[link]
Summary by Tim Miller 6 years ago
This work extends sequence-to-sequence models for machine translation by using syntactic information on the source language side. This paper looks at the translation task where English is the source language, and Japanese is the target language. The dataset is the ASPEC corpus of scientific paper abstracts that seem to be in both English and Japanese? (See note below). The trees for the source (English) are generated by running the ENJU parser on the English data, resulting in binary trees, and only the bracketing information is used (no phrase category information).
Given that setup, the method is an extension of seq2seq translation models where they augment it with a Tree-LSTM to do the encoding of the source language. They deviate from a standard Tree-LSTM by running an LSTM across tokens first, and using the LSTM hidden states as the leaves of the tree instead of the token embeddings themselves.
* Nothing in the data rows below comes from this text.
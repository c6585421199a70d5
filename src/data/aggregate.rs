use super::model::{Dataset, FieldValue};

// ---------------------------------------------------------------------------
// Scalar aggregation
// ---------------------------------------------------------------------------

/// Scalar summary over one column.
#[derive(Debug, Clone, Copy, PartialEq, Eq)]
pub enum Operation {
    /// Number of records with a non-null value in the column.
    Count,
    /// Sum of the column's numeric values.
    Sum,
    /// Arithmetic mean of the column's numeric values.
    Mean,
}

/// Compute a scalar summary. An absent column, an empty dataset, or a mean
/// over zero numeric values all yield `0.0`; the dashboard shows a zero
/// KPI instead of failing.
pub fn aggregate(dataset: &Dataset, field: &str, op: Operation) -> f64 {
    match op {
        Operation::Count => dataset.values(field).count() as f64,
        Operation::Sum => dataset.numbers(field).sum(),
        Operation::Mean => {
            let (sum, n) = dataset
                .numbers(field)
                .fold((0.0, 0usize), |(s, n), v| (s + v, n + 1));
            if n == 0 {
                0.0
            } else {
                sum / n as f64
            }
        }
    }
}

/// Count records whose value for `field` satisfies the predicate.
/// Absent column → 0.
pub fn count_where<F>(dataset: &Dataset, field: &str, pred: F) -> f64
where
    F: Fn(&FieldValue) -> bool,
{
    dataset.values(field).filter(|v| pred(v)).count() as f64
}

/// Count records whose `field` equals the given text (the common
/// status-KPI case).
pub fn count_matching(dataset: &Dataset, field: &str, text: &str) -> f64 {
    count_where(dataset, field, |v| v.as_str() == Some(text))
}

// ---------------------------------------------------------------------------
// Frequency aggregation
// ---------------------------------------------------------------------------

/// Count records per distinct non-null value of a category column, ordered
/// by descending count with ties in first-seen input order. Absent column →
/// empty. The counts sum to the number of records where the column is
/// present.
pub fn frequency(dataset: &Dataset, field: &str) -> Vec<(FieldValue, usize)> {
    let mut counts: Vec<(FieldValue, usize)> = Vec::new();
    for value in dataset.values(field) {
        match counts.iter_mut().find(|(v, _)| v == value) {
            Some((_, n)) => *n += 1,
            None => counts.push((value.clone(), 1)),
        }
    }
    // Stable sort keeps first-seen order within equal counts.
    counts.sort_by(|a, b| b.1.cmp(&a.1));
    counts
}

#[cfg(test)]
mod tests {
    use super::*;
    use crate::data::model::tests::rec;
    use crate::data::model::Dataset;

    fn status_dataset() -> Dataset {
        let statuses = ["Active", "Active", "Completed", "Completed", "Completed"];
        let records = statuses
            .iter()
            .map(|s| rec(&[("status", FieldValue::Text(s.to_string()))]))
            .collect();
        Dataset::new(vec!["status".into()], records)
    }

    #[test]
    fn mean_of_empty_dataset_is_zero() {
        let ds = Dataset::default();
        assert_eq!(aggregate(&ds, "completion_percentage", Operation::Mean), 0.0);
    }

    #[test]
    fn absent_column_aggregates_to_zero() {
        let ds = status_dataset();
        assert_eq!(aggregate(&ds, "budget", Operation::Sum), 0.0);
        assert_eq!(aggregate(&ds, "budget", Operation::Mean), 0.0);
        assert_eq!(aggregate(&ds, "budget", Operation::Count), 0.0);
    }

    #[test]
    fn mean_skips_non_numeric_cells() {
        let ds = Dataset::new(
            vec!["score".into()],
            vec![
                rec(&[("score", FieldValue::Float(8.0))]),
                rec(&[("score", FieldValue::Integer(6))]),
                rec(&[("score", FieldValue::Text("n/a".into()))]),
                rec(&[("score", FieldValue::Null)]),
            ],
        );
        assert_eq!(aggregate(&ds, "score", Operation::Mean), 7.0);
        assert_eq!(aggregate(&ds, "score", Operation::Sum), 14.0);
        // Count includes the non-numeric but non-null cell.
        assert_eq!(aggregate(&ds, "score", Operation::Count), 3.0);
    }

    #[test]
    fn count_matching_status() {
        let ds = status_dataset();
        assert_eq!(count_matching(&ds, "status", "Active"), 2.0);
        assert_eq!(count_matching(&ds, "status", "On Hold"), 0.0);
        assert_eq!(count_matching(&ds, "missing", "Active"), 0.0);
    }

    #[test]
    fn frequency_orders_by_descending_count() {
        let ds = status_dataset();
        let freq = frequency(&ds, "status");
        assert_eq!(
            freq,
            vec![
                (FieldValue::Text("Completed".into()), 3),
                (FieldValue::Text("Active".into()), 2),
            ]
        );
    }

    #[test]
    fn frequency_ties_keep_first_seen_order() {
        let ds = Dataset::new(
            vec!["technology".into()],
            ["Rust", "Python", "Rust", "Python", "Go"]
                .iter()
                .map(|t| rec(&[("technology", FieldValue::Text(t.to_string()))]))
                .collect(),
        );
        let freq = frequency(&ds, "technology");
        assert_eq!(freq[0].0, FieldValue::Text("Rust".into()));
        assert_eq!(freq[1].0, FieldValue::Text("Python".into()));
        assert_eq!(freq[2], (FieldValue::Text("Go".into()), 1));
    }

    #[test]
    fn frequency_mass_matches_present_records() {
        let ds = Dataset::new(
            vec!["status".into()],
            vec![
                rec(&[("status", FieldValue::Text("Active".into()))]),
                rec(&[("status", FieldValue::Null)]),
                rec(&[("status", FieldValue::Text("Active".into()))]),
            ],
        );
        let total: usize = frequency(&ds, "status").iter().map(|(_, n)| n).sum();
        assert_eq!(total, ds.values("status").count());
        assert_eq!(total, 2);
    }

    #[test]
    fn frequency_of_absent_column_is_empty() {
        assert!(frequency(&status_dataset(), "department").is_empty());
        assert!(frequency(&Dataset::default(), "status").is_empty());
    }
}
Once they have the encoding from the tree, it is concatenated with the standard encoding from an LSTM. At decoding time, the attention for output token $y_j$ is computed across all source tree nodes $i$, which includes $n$ input token nodes and $n-1$ phrasal nodes, as the similarity between the hidden state $s_j$ and the encoding at node $i$, then passed through softmax. Another deviation from standard practice (I believe) is that the hidden state calculations $s_j$ in the decoder are a function of the previous output token $y_{t-1}$, the previous time steps hidden state $s_{j-1}$ and the previous time step's attention-modulated hidden state $\tilde{s}_{j-1}$.
The authors introduce an additional trick for improving decoding performance when translating long sentences, since they say standard length normalization did not work. Their method is to compute a probability distribution over output length given input length, and use this to create an additional penalty term in their scoring function, as the log of the probability of the current output length given input length.
They evaluate using RIBES (not familiar) and BLEU scores, and show better performance than other NMT and SMT methods, and similar to the best performing (non-neural) tree to sequence model.
Implementation: They seem to have a custom implementation in C++ rather than using a DNN library. Their implementation takes one day to run one epoch of training on the full training set. They do not say how many epochs they train for.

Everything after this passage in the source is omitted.